Various characteristics of the 6 HAs used in this study have been discussed previously.[3, 1012, 15] Relevant information on these materials, in addition to the isolation procedures reported above, includes:

LSLHA: this is a soil HA, considered to be comprised of flexible polymers containing numerous saturated hydrocarbon links.

LHA: this HA is found in association with lignite deposits and is mined at various sites in North America. It is a condensed aromatic material with little molecular flexibility.

SRHA: this is an aquatic HA with a relatively high functional group density. In this respect it resembles a large fulvic acid.

SHHA: this IHSS standard has a high aliphatic and heteroaliphatic content.

RSHA: this material was obtained from a sandy Ritzville soil (0.7% organic carbon). Little is known about its structure, although it appears to have a relatively high aromatic content.

PLVHLA: this new algal HA was obtained from Pilayella littoralis by the Davies group at Northeastern University, Boston. The typical elemental composition was:[23] 42.6% C, 5.2% H, 5.2% N, 0.8% S, 38.5% O, and 6.1% ash. IR, UV, and PMR spectra showed the material to be similar to compost HA.

Pyrene (98%) was obtained from Sigma and purified by recrystallization from absolute ethanol and sublimation onto a cold finger. MgCl2 (J.T. Baker) and aqueous ammonia (Fisher) were used as received.

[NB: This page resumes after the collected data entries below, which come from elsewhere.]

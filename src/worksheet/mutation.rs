//! Structural mutations of the draw order.
//!
//! Folding redirects a label's or main prompt's `draw_next` past the cells
//! it hides; deleting splices an input/output group out of the logical
//! sequence and repairs any redirection that pointed into it.

use super::Worksheet;
use crate::types::{CellId, CellType};

/// What a fold toggle did.
#[derive(Debug, Clone, Copy, PartialEq, Eq)]
pub enum FoldOutcome {
    Folded,
    Unfolded,
    /// The cell cannot fold: wrong type, or a prompt at the very end.
    Unchanged,
}

impl Worksheet {
    /// Fold or unfold the run that follows a label or main prompt.
    ///
    /// A label hides the output cells up to the next non-output cell; a
    /// main prompt hides everything up to the next main prompt. Unfolding
    /// restores `draw_next = next`, which walks every cell again.
    pub fn toggle_fold(&mut self, id: CellId) -> FoldOutcome {
        let Some(cell) = self.get(id) else {
            return FoldOutcome::Unchanged;
        };
        let stop: fn(CellType) -> bool = match cell.cell_type() {
            CellType::Label => |t| t != CellType::Default,
            CellType::MainPrompt if cell.next.is_none() => return FoldOutcome::Unchanged,
            CellType::MainPrompt => |t| t == CellType::MainPrompt,
            _ => return FoldOutcome::Unchanged,
        };

        if cell.next != cell.draw_next {
            if let Some(cell) = self.get_mut(id) {
                cell.draw_next = cell.next;
                cell.draw_next_is_next = true;
                cell.reset_size();
            }
            tracing::debug!(cell = %id, "unfolded");
            return FoldOutcome::Unfolded;
        }

        let mut target = cell.draw_next;
        while let Some(t) = target {
            target = self.get(t).and_then(|c| c.next);
            if target
                .and_then(|n| self.get(n))
                .is_some_and(|c| stop(c.cell_type()))
            {
                break;
            }
        }
        if let Some(cell) = self.get_mut(id) {
            cell.draw_next = target;
            cell.draw_next_is_next = false;
            cell.reset_size();
        }
        tracing::debug!(cell = %id, ?target, "folded");
        FoldOutcome::Folded
    }

    /// True if `id` starts a group that [`Worksheet::delete_group`] can
    /// remove: a main prompt with something after it.
    pub fn can_delete_group(&self, id: CellId) -> bool {
        self.get(id)
            .is_some_and(|c| c.next.is_some() && c.cell_type() == CellType::MainPrompt)
    }

    /// Remove the input/output group starting at main prompt `id`, up to
    /// but not including the next main prompt. Returns false if nothing was
    /// removed.
    ///
    /// A group with no following main prompt is cut off at its start.
    pub fn delete_group(&mut self, id: CellId) -> bool {
        if !self.can_delete_group(id) {
            return false;
        }
        let following = self
            .get(id)
            .and_then(|c| c.next)
            .and_then(|n| self.logical_from(n).find(|&c| self.is_main_prompt(c)));
        let before = self.get(id).and_then(|c| c.previous);

        // Detach the doomed run from what follows it.
        if let Some(tail) = following.and_then(|f| self.get(f)).and_then(|c| c.previous) {
            if let Some(cell) = self.get_mut(tail) {
                cell.next = None;
                cell.draw_next = None;
            }
        }

        match before {
            None => {
                self.first = following;
                if let Some(cell) = following.and_then(|f| self.get_mut(f)) {
                    cell.previous = None;
                }
            }
            Some(previous) => {
                if let Some(cell) = self.get_mut(previous) {
                    cell.next = following;
                    cell.draw_next = following;
                }
                if let Some(cell) = following.and_then(|f| self.get_mut(f)) {
                    cell.previous = Some(previous);
                }
                let label = self.walk_back(Some(previous), CellType::Label);
                self.retarget_fold(label, following);
                let prompt = self.walk_back(label, CellType::MainPrompt);
                self.retarget_fold(prompt, following);
            }
        }

        self.remove_list(id);
        self.repair_dangling(following);
        self.last = self.first;
        tracing::debug!(cell = %id, ?following, "deleted group");
        true
    }

    fn is_main_prompt(&self, id: CellId) -> bool {
        self.get(id)
            .is_some_and(|c| c.cell_type() == CellType::MainPrompt)
    }

    /// Nearest cell at or before `from` (via `previous`) of type `wanted`.
    fn walk_back(&self, from: Option<CellId>, wanted: CellType) -> Option<CellId> {
        let mut cur = from;
        while let Some(id) = cur {
            let cell = self.get(id)?;
            if cell.cell_type() == wanted {
                return Some(id);
            }
            cur = cell.previous;
        }
        None
    }

    /// Point a folded cell at `target`; unfolded cells are left alone.
    fn retarget_fold(&mut self, id: Option<CellId>, target: Option<CellId>) {
        if let Some(cell) = id.and_then(|i| self.get_mut(i)) {
            if cell.draw_next != cell.next {
                cell.draw_next = target;
            }
        }
    }

    /// Redirect any draw link that still points at a freed cell.
    fn repair_dangling(&mut self, target: Option<CellId>) {
        let ids: Vec<CellId> = self.logical().collect();
        for id in ids {
            let dangling = self
                .get(id)
                .and_then(|c| c.draw_next)
                .is_some_and(|d| !self.contains(d));
            if dangling {
                tracing::warn!(cell = %id, "draw link pointed into a deleted group");
                if let Some(cell) = self.get_mut(id) {
                    cell.draw_next = target;
                }
            }
        }
    }
}

#[cfg(test)]
#[allow(clippy::unwrap_used, clippy::expect_used, clippy::panic)]
mod tests {
    use super::*;
    use crate::cell::Cell;
    use crate::types::TextStyle;

    /// `(%i1) a (%o1) x y (%i2) b (%o2) z`
    fn session() -> (Worksheet, Vec<CellId>) {
        let mut ws = Worksheet::new();
        let ids = [
            ("(%i1)", TextStyle::MainPrompt),
            ("a", TextStyle::Input),
            ("(%o1)", TextStyle::Label),
            ("x", TextStyle::Variable),
            ("y", TextStyle::Variable),
            ("(%i2)", TextStyle::MainPrompt),
            ("b", TextStyle::Input),
            ("(%o2)", TextStyle::Label),
            ("z", TextStyle::Variable),
        ]
        .into_iter()
        .map(|(t, s)| ws.append(Cell::text(t, s)))
        .collect();
        (ws, ids)
    }

    fn draw_texts(ws: &Worksheet) -> Vec<String> {
        ws.draw_order()
            .map(|id| ws.get(id).unwrap().as_text().unwrap().text().to_string())
            .collect()
    }

    #[test]
    fn test_fold_label_skips_output() {
        let (mut ws, ids) = session();
        assert_eq!(ws.toggle_fold(ids[2]), FoldOutcome::Folded);
        assert_eq!(ws.get(ids[2]).unwrap().draw_next(), Some(ids[5]));
        assert!(!ws.get(ids[2]).unwrap().draw_next_is_next());
        assert_eq!(
            draw_texts(&ws),
            vec!["(%i1)", "a", "(%o1)", "(%i2)", "b", "(%o2)", "z"]
        );
    }

    #[test]
    fn test_unfold_restores_chain() {
        let (mut ws, ids) = session();
        let before = draw_texts(&ws);
        ws.toggle_fold(ids[2]);
        assert_eq!(ws.toggle_fold(ids[2]), FoldOutcome::Unfolded);
        assert_eq!(draw_texts(&ws), before);
    }

    #[test]
    fn test_fold_prompt_hides_group() {
        let (mut ws, ids) = session();
        assert_eq!(ws.toggle_fold(ids[0]), FoldOutcome::Folded);
        assert_eq!(draw_texts(&ws), vec!["(%i1)", "(%i2)", "b", "(%o2)", "z"]);
    }

    #[test]
    fn test_fold_last_prompt_hides_to_end() {
        let (mut ws, ids) = session();
        ws.toggle_fold(ids[5]);
        assert_eq!(ws.get(ids[5]).unwrap().draw_next(), None);
        assert_eq!(ws.toggle_fold(ids[5]), FoldOutcome::Unfolded);
        assert_eq!(ws.get(ids[5]).unwrap().draw_next(), Some(ids[6]));
    }

    #[test]
    fn test_fold_ignores_output_cells() {
        let (mut ws, ids) = session();
        assert_eq!(ws.toggle_fold(ids[3]), FoldOutcome::Unchanged);
    }

    #[test]
    fn test_can_delete_group() {
        let (ws, ids) = session();
        assert!(ws.can_delete_group(ids[0]));
        assert!(!ws.can_delete_group(ids[1]));
    }

    #[test]
    fn test_delete_first_group() {
        let (mut ws, ids) = session();
        assert!(ws.delete_group(ids[0]));
        assert_eq!(ws.first(), Some(ids[5]));
        assert_eq!(ws.get(ids[5]).unwrap().previous(), None);
        assert_eq!(draw_texts(&ws), vec!["(%i2)", "b", "(%o2)", "z"]);
        assert_eq!(ws.len(), 4);
    }

    #[test]
    fn test_delete_last_group_truncates() {
        let (mut ws, ids) = session();
        assert!(ws.delete_group(ids[5]));
        assert_eq!(ws.get(ids[4]).unwrap().next(), None);
        assert_eq!(draw_texts(&ws), vec!["(%i1)", "a", "(%o1)", "x", "y"]);
    }

    #[test]
    fn test_delete_retargets_folded_label() {
        let mut ws = Worksheet::new();
        let ids: Vec<CellId> = [
            ("(%o1)", TextStyle::Label),
            ("x", TextStyle::Variable),
            ("(%i2)", TextStyle::MainPrompt),
            ("b", TextStyle::Input),
            ("(%i3)", TextStyle::MainPrompt),
        ]
        .into_iter()
        .map(|(t, s)| ws.append(Cell::text(t, s)))
        .collect();
        // Folding the label stops at the prompt that is about to go.
        ws.toggle_fold(ids[0]);
        assert_eq!(ws.get(ids[0]).unwrap().draw_next(), Some(ids[2]));

        assert!(ws.delete_group(ids[2]));
        assert_eq!(ws.get(ids[0]).unwrap().draw_next(), Some(ids[4]));
        assert_eq!(draw_texts(&ws), vec!["(%o1)", "(%i3)"]);
    }

    #[test]
    fn test_delete_repairs_prompt_without_label() {
        let mut ws = Worksheet::new();
        let ids: Vec<CellId> = [
            ("(%i1)", TextStyle::MainPrompt),
            ("a", TextStyle::Input),
            ("(%i2)", TextStyle::MainPrompt),
            ("b", TextStyle::Input),
            ("(%i3)", TextStyle::MainPrompt),
        ]
        .into_iter()
        .map(|(t, s)| ws.append(Cell::text(t, s)))
        .collect();
        ws.toggle_fold(ids[0]);
        assert!(ws.delete_group(ids[2]));
        assert_eq!(ws.get(ids[0]).unwrap().draw_next(), Some(ids[4]));
    }
}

Tris buffer [tris(hydroxymethyl)amino-methane] was obtained from Sigma and prepared as recommended by Cameron et al.[24] All water used was treated with a 0.22 μm Millipore system to 18 MΩ cm resistivity.

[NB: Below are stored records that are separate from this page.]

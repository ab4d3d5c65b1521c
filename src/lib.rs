//! mathview - worksheet view for computer-algebra output
//!
//! Lays out and renders a worksheet of prompts, input and formatted output
//! cells, on an HTML canvas via WebAssembly or offscreen to PNG:
//! - Width/height measurement, line breaking and placement
//! - Folding of output groups, click and drag selection, group deletion
//! - Export to plain text, Matlab, TeX, MathML, OMML, RTF, worksheet XML
//!   and HTML with result images
//!
//! # Usage (JavaScript)
//!
//! ```javascript
//! import init, { MathView } from 'mathview';
//! await init();
//! const view = new MathView(canvas, { fontSize: 12 });
//! view.loadXml(xml);
//! view.render();
//! ```

pub mod cell;
pub mod config;
pub mod error;
pub mod export;
pub mod layout;
pub mod render;
pub mod selection;
pub mod types;
pub mod viewer;
pub mod worksheet;

use wasm_bindgen::prelude::*;

pub use cell::Cell;
pub use config::Configuration;
pub use error::{MathviewError, Result};
pub use export::Format;
#[cfg(target_arch = "wasm32")]
pub use viewer::MathView;
pub use viewer::WorksheetView;
pub use worksheet::Worksheet;

pub use types::*;

/// Convert worksheet XML to another text format without a view.
///
/// # Errors
/// Returns an error if the XML is not a worksheet or the format is unknown.
#[wasm_bindgen(js_name = "convertXml")]
pub fn convert_xml(xml: &str, format: &str) -> std::result::Result<String, JsValue> {
    let ws = export::parse_worksheet_xml(xml).map_err(|e| JsValue::from_str(&e.to_string()))?;
    let format: Format = format.parse().map_err(|e: MathviewError| JsValue::from_str(&e.to_string()))?;
    Ok(export::export_worksheet(&ws, format, &Configuration::default()))
}

/// Get the library version
#[must_use]
#[wasm_bindgen]
pub fn version() -> String {
    env!("CARGO_PKG_VERSION").to_string()
}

Procedures and instrumentation

HA solutions were prepared by placing the appropriate amount of solid in ca. 5 mL of water, dropwise adding conc. aqueous ammonia until dissolution was complete (one drop was generally sufficient), and then diluting with water as needed. The solution was sonicated at ca. 40°C until no more ammonia odor could be detected. The final pH of the solutions was in the range 6.5–7.0. For pyrene containing HA solutions, a 1.0 × l0-7 M aqueous pyrene solution was used as the diluent. The addition of ammonia had no effect on the humic solutes other than expediting their dissolution.

Fluorescence intensity measurements were taken with a Hitachi F-4500 fluorescence spectrophotometer. Data reported as a function of Mg2+ concentration were obtained by adding successive microliter volumes of a 0.1 M MgCl2 solution to 3 mL of HA solution. Dilution effects were thus negligible. Fluorescence intensities were measured exactly l0 min after each salt addition. Pyrene fluorescence was excited at 240 nm (where HAs are only weakly excited) and measured at 372 nm.

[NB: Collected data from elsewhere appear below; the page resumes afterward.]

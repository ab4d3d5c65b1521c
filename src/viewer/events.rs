//! Mouse and keyboard handling for [`WorksheetView`].
//!
//! Coordinates passed in are window coordinates; hit-testing works on
//! unscrolled worksheet coordinates.

use super::clipboard::Clipboard;
use super::scroll::{auto_scroll_delta, step_target, TimerRequest};
use super::WorksheetView;
use crate::selection::{self, PointOutcome};
use crate::types::Point;

/// Pointer state between events.
#[derive(Debug, Clone, Copy, Default)]
pub(crate) struct MouseState {
    left_down: bool,
    /// The pointer moved while the button was down.
    drag: bool,
    /// The pointer is outside the client area.
    outside: bool,
    /// Where the button went down, unscrolled.
    down: Point,
    /// Where the pointer last was during the drag, unscrolled.
    up: Point,
    /// Last pointer position outside the window, window coordinates.
    pointer: Point,
}

impl WorksheetView {
    pub fn on_mouse_left_down(&mut self, x: i32, y: i32) {
        self.mouse.left_down = true;
        self.mouse.down = self.viewport.to_unscrolled(Point::new(x, y));
    }

    /// A release without movement is a click.
    pub fn on_mouse_left_up(&mut self) {
        if !self.mouse.drag {
            self.click(self.mouse.down);
        }
        self.mouse.left_down = false;
        self.mouse.drag = false;
    }

    fn click(&mut self, point: Point) {
        match selection::select_point(&mut self.ws, point) {
            PointOutcome::Selected(sel) => self.set_selection(Some(sel)),
            PointOutcome::Cleared => self.set_selection(None),
            PointOutcome::Folded(id) => {
                tracing::debug!(cell = %id, "toggled fold");
                self.selection = None;
                self.relayout();
            }
        }
    }

    /// Dragging with the button down selects a rectangle.
    pub fn on_mouse_motion(&mut self, x: i32, y: i32) {
        if self.ws.is_empty() || !self.mouse.left_down {
            return;
        }
        self.mouse.drag = true;
        self.mouse.up = self.viewport.to_unscrolled(Point::new(x, y));
        if self.mouse.outside {
            self.mouse.pointer = Point::new(x, y);
        }
        let sel = selection::select_rect(&self.ws, self.mouse.down, self.mouse.up);
        self.set_selection(sel);
    }

    /// Leaving the window during a drag starts auto-scrolling.
    pub fn on_mouse_exit(&mut self, x: i32, y: i32) -> Option<TimerRequest> {
        self.mouse.outside = true;
        if !self.mouse.left_down {
            return None;
        }
        self.mouse.pointer = Point::new(x, y);
        Some(TimerRequest::first())
    }

    pub fn on_mouse_enter(&mut self) {
        self.mouse.outside = false;
    }

    /// One auto-scroll step. Returns the next timer while the drag
    /// continues outside the window.
    pub fn on_timer(&mut self) -> Option<TimerRequest> {
        if !self.mouse.left_down || !self.mouse.outside {
            return None;
        }
        let delta = auto_scroll_delta(self.mouse.pointer, self.viewport.client);
        let target = step_target(self.viewport.scroll, delta);
        self.scroll_to_units(target.x, target.y);
        tracing::trace!(scroll_y = self.viewport.scroll.y, "auto-scroll step");
        Some(TimerRequest::repeat())
    }

    /// Ctrl+C copies, Delete deletes a deletable selection. Returns false
    /// if the key was not handled and should go on to the host.
    pub fn on_key_up(&mut self, key: &str, ctrl: bool, clipboard: &mut dyn Clipboard) -> bool {
        match key {
            "c" | "C" if ctrl && self.can_copy() => self.copy(clipboard, false),
            "Delete" if self.can_delete() => self.delete_selection(),
            _ => false,
        }
    }
}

SEC separations were carried out on a SigmaChrom GFC-1300 gel filtration column (13.25 mL; 300 × 7.5 mm), supplied by Supelco (Bellefonte, PA). This contains a crosslinked polysaccharide packing which can tolerate eluent pH values in the range 3–12. Cameron et al.[24] noted that used with a Tris buffer, this type of stationary phase minimizes gel–solute interactions other than size exclusion. A Waters (Milford, MA) 510 HPLC pump operating at a back pressure of < 250 psi, and a Waters 411 absorbance detector set at 280 nm were used. The eluent was a 1 M, pH 9, Tris buffer, and the flow rate was 0.5 mL min-1. HA solutions of 50 ppm in Tris were introduced with a 10 μL injection loop. Before each run, the column was eluted with Tris buffer for ca. 1 h, and after completion of all runs it was flushed and stored with 20% ethanol. The void volume of the system was ca. 3 mL.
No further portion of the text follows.